Experimental optimization design for up-conversion luminescence properties and FIR based optical temperature sensing in BaGeTeO6: Er3+, Yb3+ fluorescent materials

Abstract

The regression equation correlating the doping concentration of Er³⁺/Yb³⁺ with luminescence intensity was established from a theoretical model, which was further refined through experimental optimization design. Then, the optimal solution of the equation was calculated by genetic algorithm, and the doping concentrations of Er³⁺ and Yb³⁺ were obtained to be 5.61 mol% and 33.55 mol% under 980 nm near-infrared radiation excitation, and 5.58 mol% and 28.88 mol% under 1550 nm near-infrared radiation excitation, respectively. Then, the Er³⁺/Yb³⁺ co-doped BaGeTeO₆ up-conversion phosphors powder was synthesized by high-temperature solid phase method. And the crystal structure of the resulting fluorescent powder was analysed by X-ray diffraction to confirm that the optimal BaGeTeO₆ samples were pure phase. The up-conversion fluorescence emission spectra of the samples were measured under 980 nm and 1550 nm pumping conditions, and strong green and red emissions were found with peaks at around 532 nm, 555 nm and 672 nm, corresponding to the jumps of the ²H_11/2→⁴I_15/2, ⁴S_3/2→⁴I_15/2 and ⁴F_9/2→⁴I_15/2 energy levels, respectively.
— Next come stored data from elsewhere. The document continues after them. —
use std::io::{self, Write};

use serde::Serialize;

use crate::app::{
    CollectResult, IndexResult, ListResult, LoadResult, ProgressEvent, ProgressSink,
    PublishResult, RegisterResult,
};
use crate::registry::{IndexStatus, RegisterOutcome};

#[derive(Debug, Clone, Copy)]
pub enum OutputMode {
    Interactive,
    NonInteractive,
}

pub struct JsonOutput;

impl JsonOutput {
    pub fn print_list(result: &ListResult) -> io::Result<()> {
        Self::print_json(result)
    }

    pub fn print_show(result: &LoadResult) -> io::Result<()> {
        Self::print_json(result)
    }

    pub fn print_register(result: &RegisterResult) -> io::Result<()> {
        Self::print_json(result)
    }

    pub fn print_publish(result: &PublishResult) -> io::Result<()> {
        Self::print_json(result)
    }

    pub fn print_index(result: &IndexResult) -> io::Result<()> {
        Self::print_json(result)
    }

    pub fn print_collect(result: &CollectResult) -> io::Result<()> {
        Self::print_json(result)
    }

    fn print_json<T: Serialize>(value: &T) -> io::Result<()> {
        let json = serde_json::to_string_pretty(value).map_err(io::Error::other)?;
        let mut stdout = io::stdout();
        stdout.write_all(json.as_bytes())?;
        stdout.write_all(b"\n")?;
        Ok(())
    }
}

impl ProgressSink for JsonOutput {
    fn event(&self, _event: ProgressEvent) {}
}

/// Plain-text summaries on stdout, progress lines on stderr.
pub struct TextOutput;

impl TextOutput {
    pub fn print_list(result: &ListResult) -> io::Result<()> {
        let mut stdout = io::stdout().lock();
        if result.collections.is_empty() {
            writeln!(stdout, "no gene set collections found")?;
        }
        for entry in &result.collections {
            let organism = match (&entry.organism, &entry.organism_name) {
                (Some(id), Some(name)) if name != id => format!("{name} ({id})"),
                (Some(id), _) => id.clone(),
                (None, _) => "any organism".to_string(),
            };
            let availability = if entry.local { "local" } else { "remote" };
            writeln!(
                stdout,
                "{:<40} {:<32} {availability}",
                entry.hierarchy.join("/"),
                organism
            )?;
        }
        Ok(())
    }

    pub fn print_show(result: &LoadResult) -> io::Result<()> {
        let mut stdout = io::stdout().lock();
        writeln!(stdout, "{}: {} gene sets", result.key, result.count)?;
        for geneset in &result.genesets {
            let name = geneset.name.as_deref().unwrap_or("");
            writeln!(stdout, "  {:<24} {:>6}  {name}", geneset.id, geneset.size())?;
        }
        Ok(())
    }

    pub fn print_register(result: &RegisterResult) -> io::Result<()> {
        let mut stdout = io::stdout().lock();
        writeln!(stdout, "{}: {} collections", result.source, result.registered.len())?;
        for outcome in &result.registered {
            write_outcome(&mut stdout, outcome)?;
        }
        Ok(())
    }

    pub fn print_publish(result: &PublishResult) -> io::Result<()> {
        let mut stdout = io::stdout().lock();
        writeln!(stdout, "published {} collections", result.registered.len())?;
        for outcome in &result.registered {
            write_outcome(&mut stdout, outcome)?;
        }
        for failure in &result.failures {
            writeln!(
                stdout,
                "  failed {} for {}: {}",
                failure.source, failure.organism, failure.message
            )?;
        }
        Ok(())
    }

    pub fn print_index(result: &IndexResult) -> io::Result<()> {
        let mut stdout = io::stdout().lock();
        writeln!(stdout, "catalog lists {} files", result.files.len())?;
        if let Some(generated_at) = &result.generated_at {
            writeln!(stdout, "  generated at {generated_at}")?;
        }
        Ok(())
    }

    pub fn print_collect(result: &CollectResult) -> io::Result<()> {
        let mut stdout = io::stdout().lock();
        match &result.output {
            Some(path) => writeln!(stdout, "wrote {} gene sets to {path}", result.count),
            None => {
                stdout.write_all(crate::providers::gmt::write_gmt(&result.genesets).as_bytes())
            }
        }
    }
}

fn write_outcome(out: &mut impl Write, outcome: &RegisterOutcome) -> io::Result<()> {
    let index = match &outcome.index {
        Some(IndexStatus::Updated { files }) => format!(", catalog updated ({files} files)"),
        Some(IndexStatus::Failed { message }) => format!(", catalog NOT updated: {message}"),
        None => String::new(),
    };
    writeln!(
        out,
        "  {} -> {} [{}] {} gene sets{index}",
        outcome.key, outcome.filename, outcome.destination, outcome.genesets
    )
}

impl ProgressSink for TextOutput {
    fn event(&self, event: ProgressEvent) {
        match event.elapsed {
            Some(elapsed) => eprintln!("{} ({:.1}s)", event.message, elapsed.as_secs_f64()),
            None => eprintln!("{}", event.message),
        }
    }
}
For the optimal samples under these two pumping conditions, the relationship between the up-converted fluorescence and the laser operating current is explored.The up-converted fluorescence in these two cases is shown to be a two-photon and three-photon process, respectively, and the mechanism of the up-converted fluorescence is analysed and discussed in detail. In addition, the relationship between the up-conversion fluorescence and the temperature of the optimal samples is also investigated, revealing the excellent temperature sensing properties of the up-conversion emission under 980 nm and 1550 nm near-infrared radiation excitation.